The author of American Kingpin describes his book as a work of narrative non-fiction and if researched as well as reported creates a incredibly deep and intricate look at a real-life criminal enterprise like nothing the world has ever seen. The author concludes the book with a description of said research and the amount is staggering in scope and detail. This enterprise after all took place almost exclusively online and as such the records left behind are both numerous and transparent. In fact, many of the conversations that take place in the book are taken directly from transcripts of the actual conversations between DPR and his associates as well as conversations between law enforcement agents and agencies. It’s almost surreal that something of this scope is even possible in this day and age.

“Her heart was a secret garden and the walls were very high.”

– William Goldman, The Princess Bride

To add to the intrigue of the story, the Silk Road takes place on what is known as the “Dark Web.”  Now I’ve heard of the so-called “deep” and “dark” web but it’s always seemed almost like a urban myth. Not that I didn’t believe it existed, just that tales of this hidden web seemed exaggerated and melodramatic. With just a little research Silk Roadthough I learned that the web that we all use on a regular basis, full of incredibly vast and seemingly limitless information, is literally just the tip of the iceberg in terms of the information on the internet. It is said that the surface web represents only around 5% of all the information on the internet. Meaning that somewhere around 95% of the information on the web is generally hidden from public viewing. That fact is staggering. And scary. Some of that information I understand is not buried so deep, and includes things like documents and records, but that leaves still quite a bit to the imagination in the deeper levels of the web.

“I have no one to share my thoughts with in physical space. Security does not permit it, so thanks for listening.”

– Ross Ulbricht, the Dread Pirate Roberts (3/20/2012)

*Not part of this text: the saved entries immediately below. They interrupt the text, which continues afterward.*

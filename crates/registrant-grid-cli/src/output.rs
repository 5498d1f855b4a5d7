//! Terminal table and CSV rendering of a bound grid page.

use std::io::{self, Write};
use std::path::Path;

use registrant_grid_core::filter::FilterSummary;
use registrant_grid_core::models::{AttributeValueKey, PersonField};
use registrant_grid_core::{FormFieldKind, GridPage, ViewKind};

/// Column gap in the text table
const COLUMN_GAP: &str = "  ";

/// Header row plus one row of cells per registrant on the page.
///
/// Exports get an address column even when the template does not show one.
pub fn cells(page: &GridPage<'_>, kind: ViewKind, exporting: bool) -> (Vec<String>, Vec<Vec<String>>) {
    let extra_address = exporting && !page.catalog.has_builtin(PersonField::Address);
    let mut header = vec!["Id".to_string(), "Registrant".to_string()];
    header.extend(page.catalog.iter().map(|f| f.label().to_string()));
    if extra_address {
        header.push(PersonField::Address.label().to_string());
    }
    header.push(match kind {
        ViewKind::GroupPlacement => "Group".to_string(),
        ViewKind::WaitList => "Position".to_string(),
    });

    let rows = page
        .rows
        .iter()
        .map(|registrant| {
            let row = page.enrichment.get(registrant.id);
            let mut cells = vec![
                registrant.id.to_string(),
                row.map(|r| r.person_name.clone()).unwrap_or_default(),
            ];
            for field in &page.catalog {
                let value = match (&field.kind, row) {
                    (FormFieldKind::Builtin(person_field), Some(r)) => r.value(*person_field),
                    (FormFieldKind::Attribute(attribute), Some(r)) => {
                        r.attribute(&AttributeValueKey::new(attribute))
                    }
                    (_, None) => "",
                };
                cells.push(value.to_string());
            }
            if extra_address {
                cells.push(row.map(|r| r.value(PersonField::Address)).unwrap_or("").to_string());
            }
            cells.push(match kind {
                ViewKind::GroupPlacement => row.and_then(|r| r.group.clone()).unwrap_or_default(),
                ViewKind::WaitList => row
                    .and_then(|r| r.wait_list_position)
                    .map(|p| p.to_string())
                    .unwrap_or_default(),
            });
            cells
        })
        .collect();

    (header, rows)
}

pub fn write_table(out: &mut impl Write, header: &[String], rows: &[Vec<String>]) -> io::Result<()> {
    let mut widths: Vec<usize> = header.iter().map(|h| h.chars().count()).collect();
    for row in rows {
        for (i, cell) in row.iter().enumerate() {
            if let Some(width) = widths.get_mut(i) {
                *width = (*width).max(cell.chars().count());
            }
        }
    }

    let line = |cells: &[String]| {
        cells
            .iter()
            .zip(&widths)
            .map(|(cell, width)| format!("{:<width$}", cell, width = *width))
            .collect::<Vec<_>>()
            .join(COLUMN_GAP)
            .trim_end()
            .to_string()
    };

    writeln!(out, "{}", line(header))?;
    let rule: Vec<String> = widths.iter().map(|w| "-".repeat(*w)).collect();
    writeln!(out, "{}", rule.join(COLUMN_GAP))?;
    for row in rows {
        writeln!(out, "{}", line(row))?;
    }
    Ok(())
}

pub fn write_csv(out: &mut impl Write, header: &[String], rows: &[Vec<String>]) -> io::Result<()> {
    let line = |cells: &[String]| cells.iter().map(|c| csv_field(c)).collect::<Vec<_>>().join(",");
    writeln!(out, "{}", line(header))?;
    for row in rows {
        writeln!(out, "{}", line(row))?;
    }
    Ok(())
}

pub fn write_summary(out: &mut impl Write, summary: &[FilterSummary]) -> io::Result<()> {
    if summary.is_empty() {
        return Ok(());
    }
    writeln!(out, "Filtered by:")?;
    for entry in summary {
        writeln!(out, "  {}: {}", entry.name, entry.value)?;
    }
    writeln!(out)
}

/// Where the stored filters live and how long ago they were written.
pub fn write_saved_note(out: &mut impl Write, age: &str, path: &Path) -> io::Result<()> {
    writeln!(out, "Filters saved {} ({})", age, path.display())
}

fn csv_field(value: &str) -> String {
    if value.contains([',', '"', '\n', '\r']) {
        format!("\"{}\"", value.replace('"', "\"\""))
    } else {
        value.to_string()
    }
}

So what’s the story? Simple. A young Libertarian by the name of Ross Ulbricht starts an online drugstore with some home grown mushrooms. His website the Silk Road grows exponentially almost overnight and Ross must manage this worldwide criminal enterprise almost entirely by himself while always trying to stay one step ahead of every major law-enforcement agency in the USA as well as many around the world.  Ultimately a task force with members of the DEA, Homeland Security, FBI, and possibly most importantly, the man from the IRS, track the Dread Pirate Roberts down and catch him with his fingers on the keyboard.  It could have gone the other way. If Ross had taken his namesake more literally the Dread Pirate Roberts may have retired wealthy and gotten off scot-free, passing on his name and reputation to the next Dread Pirate Roberts and disappearing into the sunset. Not surprisingly, only a month after being shut down the Silk Road was back online with a new Dread Pirate Roberts at the helm. Ross Ubricht may indeed live on in infamy as the first of his namesake and to many a pioneer and hero in the battle to legalize drugs. American Kingpin: The Epic Hunt for the Criminal Mastermind Behind the Silk Road by Nick Bilton is a fascinating story. Read it.

 

Inigo Montoya: You are ready then?

Man in Black: Whether I am or not, you’ve been more than fair.

Inigo Montoya: You seem a decent fellow… I hate to kill you.

Man in Black: You seem a decent fellow… I hate to die.